Task brief: Please copy out each entry, word for word.

--

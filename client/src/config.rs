//! Runtime API configuration for the browser client.
//!
//! The SSR host renders the backend base URL into a `<meta>` tag; the hydrated
//! client reads it back once at startup. Without a browser (tests, SSR) the
//! default `/api` is used.

#[cfg(test)]
#[path = "config_test.rs"]
mod config_test;

/// Name of the `<meta>` tag carrying the API base URL.
pub const API_BASE_META: &str = "strikers-yard-api-base";
/// Base URL used when nothing is configured.
pub const DEFAULT_API_BASE: &str = "/api";

/// Where the booking backend's REST endpoints live.
#[derive(Clone, Debug, PartialEq, Eq)]
pub struct ApiConfig {
    base_url: String,
}

impl Default for ApiConfig {
    fn default() -> Self {
        Self::new(DEFAULT_API_BASE)
    }
}

impl ApiConfig {
    /// Build a config from a raw base URL. Trailing slashes are trimmed and a
    /// blank value falls back to [`DEFAULT_API_BASE`].
    pub fn new(raw: &str) -> Self {
        let trimmed = raw.trim().trim_end_matches('/');
        let base_url = if trimmed.is_empty() { DEFAULT_API_BASE } else { trimmed };
        Self { base_url: base_url.to_owned() }
    }

    pub fn base_url(&self) -> &str {
        &self.base_url
    }

    /// Join an endpoint path (starting with `/`) onto the base URL.
    pub fn endpoint(&self, path: &str) -> String {
        format!("{}{path}", self.base_url)
    }

    /// Read the config from the document's meta tag.
    pub fn from_document() -> Self {
        #[cfg(feature = "hydrate")]
        {
            let selector = format!("meta[name=\"{API_BASE_META}\"]");
            web_sys::window()
                .and_then(|w| w.document())
                .and_then(|doc| doc.query_selector(&selector).ok().flatten())
                .and_then(|el| el.get_attribute("content"))
                .map_or_else(Self::default, |raw| Self::new(&raw))
        }
        #[cfg(not(feature = "hydrate"))]
        {
            Self::default()
        }
    }
}
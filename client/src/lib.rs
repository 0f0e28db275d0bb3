//! # client
//!
//! Leptos + WASM frontend for the Strikers Yard turf-booking site.
//!
//! This crate contains the app shell, pages, components, sign-in state, the
//! REST client for the OTP endpoints and the session store. The root package
//! renders it on the server; the `hydrate` build takes over in the browser.

pub mod app;
pub mod components;
pub mod config;
pub mod net;
pub mod pages;
pub mod state;
pub mod util;

/// WASM entry point: install browser logging and hydrate the server markup.
#[cfg(feature = "hydrate")]
#[wasm_bindgen::prelude::wasm_bindgen]
pub fn hydrate() {
    console_error_panic_hook::set_once();
    let _ = console_log::init_with_level(log::Level::Debug);
    log::info!("hydrating strikers yard client");
    leptos::mount::hydrate_body(app::App);
}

--

Your solution:
filename client/src/config.rs
//! Runtime API configuration for the browser client.
//!
//! The SSR host renders the backend base URL into a `<meta>` tag; the hydrated
//! client reads it back once at startup. Without a browser (tests, SSR) the
//! default `/api` is used.

#[cfg(test)]
#[path = "config_test.rs"]
mod config_test;

/// Name of the `<meta>` tag carrying the API base URL.
pub const API_BASE_META: &str = "strikers-yard-api-base";
/// Base URL used when nothing is configured.
pub const DEFAULT_API_BASE: &str = "/api";

/// Where the booking backend's REST endpoints live.
#[derive(Clone, Debug, PartialEq, Eq)]
pub struct ApiConfig {
    base_url: String,
}

impl Default for ApiConfig {
    fn default() -> Self {
        Self::new(DEFAULT_API_BASE)
    }
}

impl ApiConfig {
    /// Build a config from a raw base URL. Trailing slashes are trimmed and a
    /// blank value falls back to [`DEFAULT_API_BASE`].
    pub fn new(raw: &str) -> Self {
        let trimmed = raw.trim().trim_end_matches('/');
        let base_url = if trimmed.is_empty() { DEFAULT_API_BASE } else { trimmed };
        Self { base_url: base_url.to_owned() }
    }

    pub fn base_url(&self) -> &str {
        &self.base_url
    }

    /// Join an endpoint path (starting with `/`) onto the base URL.
    pub fn endpoint(&self, path: &str) -> String {
        format!("{}{path}", self.base_url)
    }

    /// Read the config from the document's meta tag.
    pub fn from_document() -> Self {
        #[cfg(feature = "hydrate")]
        {
            let selector = format!("meta[name=\"{API_BASE_META}\"]");
            web_sys::window()
                .and_then(|w| w.document())
                .and_then(|doc| doc.query_selector(&selector).ok().flatten())
                .and_then(|el| el.get_attribute("content"))
                .map_or_else(Self::default, |raw| Self::new(&raw))
        }
        #[cfg(not(feature = "hydrate"))]
        {
            Self::default()
        }
    }
}
filename client/src/lib.rs
repository 0f0e28db275d0bb3
//! # client
//!
//! Leptos + WASM frontend for the Strikers Yard turf-booking site.
//!
//! This crate contains the app shell, pages, components, sign-in state, the
//! REST client for the OTP endpoints and the session store. The root package
//! renders it on the server; the `hydrate` build takes over in the browser.

pub mod app;
pub mod components;
pub mod config;
pub mod net;
pub mod pages;
pub mod state;
pub mod util;

/// WASM entry point: install browser logging and hydrate the server markup.
#[cfg(feature = "hydrate")]
#[wasm_bindgen::prelude::wasm_bindgen]
pub fn hydrate() {
    console_error_panic_hook::set_once();
    let _ = console_log::init_with_level(log::Level::Debug);
    log::info!("hydrating strikers yard client");
    leptos::mount::hydrate_body(app::App);
}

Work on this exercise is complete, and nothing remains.